Records drawn from a dataset:
++++

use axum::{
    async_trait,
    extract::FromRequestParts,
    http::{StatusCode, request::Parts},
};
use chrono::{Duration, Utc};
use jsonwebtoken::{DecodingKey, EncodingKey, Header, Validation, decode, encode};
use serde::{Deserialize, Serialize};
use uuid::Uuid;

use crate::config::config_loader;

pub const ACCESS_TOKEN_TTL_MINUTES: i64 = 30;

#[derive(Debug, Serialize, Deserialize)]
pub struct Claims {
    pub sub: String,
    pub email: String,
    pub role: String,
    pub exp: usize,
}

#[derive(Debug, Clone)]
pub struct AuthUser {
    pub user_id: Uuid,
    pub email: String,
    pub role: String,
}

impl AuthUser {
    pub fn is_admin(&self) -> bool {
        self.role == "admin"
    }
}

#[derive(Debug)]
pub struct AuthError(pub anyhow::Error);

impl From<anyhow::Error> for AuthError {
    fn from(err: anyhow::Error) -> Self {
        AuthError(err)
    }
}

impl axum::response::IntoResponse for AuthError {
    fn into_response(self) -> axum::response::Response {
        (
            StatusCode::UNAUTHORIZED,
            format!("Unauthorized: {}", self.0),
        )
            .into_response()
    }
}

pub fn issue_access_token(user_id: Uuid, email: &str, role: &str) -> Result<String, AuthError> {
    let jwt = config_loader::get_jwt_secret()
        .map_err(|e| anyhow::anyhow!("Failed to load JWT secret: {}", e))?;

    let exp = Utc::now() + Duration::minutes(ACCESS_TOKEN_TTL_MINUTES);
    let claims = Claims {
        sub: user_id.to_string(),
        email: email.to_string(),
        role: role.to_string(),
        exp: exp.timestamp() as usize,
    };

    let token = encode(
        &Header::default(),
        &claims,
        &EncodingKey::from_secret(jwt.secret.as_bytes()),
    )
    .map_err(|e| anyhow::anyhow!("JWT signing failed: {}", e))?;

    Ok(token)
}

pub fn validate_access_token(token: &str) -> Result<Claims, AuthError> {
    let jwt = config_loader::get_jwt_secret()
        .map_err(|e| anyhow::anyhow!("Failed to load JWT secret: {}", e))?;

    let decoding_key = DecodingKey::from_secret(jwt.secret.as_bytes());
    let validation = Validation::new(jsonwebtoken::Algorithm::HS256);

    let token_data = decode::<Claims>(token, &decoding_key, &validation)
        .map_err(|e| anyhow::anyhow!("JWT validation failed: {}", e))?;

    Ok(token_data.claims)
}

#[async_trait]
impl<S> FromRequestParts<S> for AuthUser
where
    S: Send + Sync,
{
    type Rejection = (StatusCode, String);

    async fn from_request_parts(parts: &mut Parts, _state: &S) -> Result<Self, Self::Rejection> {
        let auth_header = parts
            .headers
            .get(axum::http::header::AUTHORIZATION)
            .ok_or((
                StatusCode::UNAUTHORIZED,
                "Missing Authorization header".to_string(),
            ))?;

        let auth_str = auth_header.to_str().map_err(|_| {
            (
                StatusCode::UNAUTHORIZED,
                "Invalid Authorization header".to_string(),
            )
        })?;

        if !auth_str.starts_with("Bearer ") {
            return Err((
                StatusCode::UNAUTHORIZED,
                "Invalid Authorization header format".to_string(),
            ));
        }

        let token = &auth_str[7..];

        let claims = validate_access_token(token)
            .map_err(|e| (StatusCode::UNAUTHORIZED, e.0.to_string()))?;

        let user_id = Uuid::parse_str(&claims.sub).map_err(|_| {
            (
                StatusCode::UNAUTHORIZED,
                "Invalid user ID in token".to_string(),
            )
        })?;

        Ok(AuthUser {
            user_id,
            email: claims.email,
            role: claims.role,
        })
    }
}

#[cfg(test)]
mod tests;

++++

# [Task to complete]
Show all lines above containing "usize".

# [Response box]
    pub exp: usize,
        exp: exp.timestamp() as usize,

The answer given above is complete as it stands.